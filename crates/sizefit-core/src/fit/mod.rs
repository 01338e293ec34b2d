//! Fitting an encoded image into a byte budget.
//!
//! [`SizeFitter`] decodes the source once, then re-encodes it at decreasing
//! quality and, if that is not enough, at decreasing pixel dimensions until a
//! candidate is no larger than the target. The schedule is described by
//! [`FitConfig`].
//!
//! # Examples
//!
//! ```ignore
//! use sizefit_core::fit::{FitConfig, SizeFitter};
//! use sizefit_core::RasterCodec;
//!
//! let bytes = std::fs::read("photo.jpg").unwrap();
//! let fitter = SizeFitter::new(RasterCodec).with_config(FitConfig::new().strict());
//! let result = fitter.fit(&bytes, 200 * 1024).unwrap();
//! std::fs::write("out.jpg", &result.candidate.bytes).unwrap();
//! ```

mod config;
mod fitter;
mod types;

pub use config::{ConfigError, FitConfig, UnattainablePolicy, MAX_STEPS_PER_AXIS};
pub use fitter::{fit, SizeFitter};
pub use types::{EncodedCandidate, FitAttempt, FitError, FitResult};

## [WHAT YOU NEED TO DO]
The answer should hold exactly the lines running from the one with "repository 01338e293ec34b2d" to the final line of the data, both ends counted.

## [RESULT FOR THIS TASK]
repository 01338e293ec34b2d
//! Fitting an encoded image into a byte budget.
//!
//! [`SizeFitter`] decodes the source once, then re-encodes it at decreasing
//! quality and, if that is not enough, at decreasing pixel dimensions until a
//! candidate is no larger than the target. The schedule is described by
//! [`FitConfig`].
//!
//! # Examples
//!
//! ```ignore
//! use sizefit_core::fit::{FitConfig, SizeFitter};
//! use sizefit_core::RasterCodec;
//!
//! let bytes = std::fs::read("photo.jpg").unwrap();
//! let fitter = SizeFitter::new(RasterCodec).with_config(FitConfig::new().strict());
//! let result = fitter.fit(&bytes, 200 * 1024).unwrap();
//! std::fs::write("out.jpg", &result.candidate.bytes).unwrap();
//! ```

mod config;
mod fitter;
mod types;

pub use config::{ConfigError, FitConfig, UnattainablePolicy, MAX_STEPS_PER_AXIS};
pub use fitter::{fit, SizeFitter};
pub use types::{EncodedCandidate, FitAttempt, FitError, FitResult};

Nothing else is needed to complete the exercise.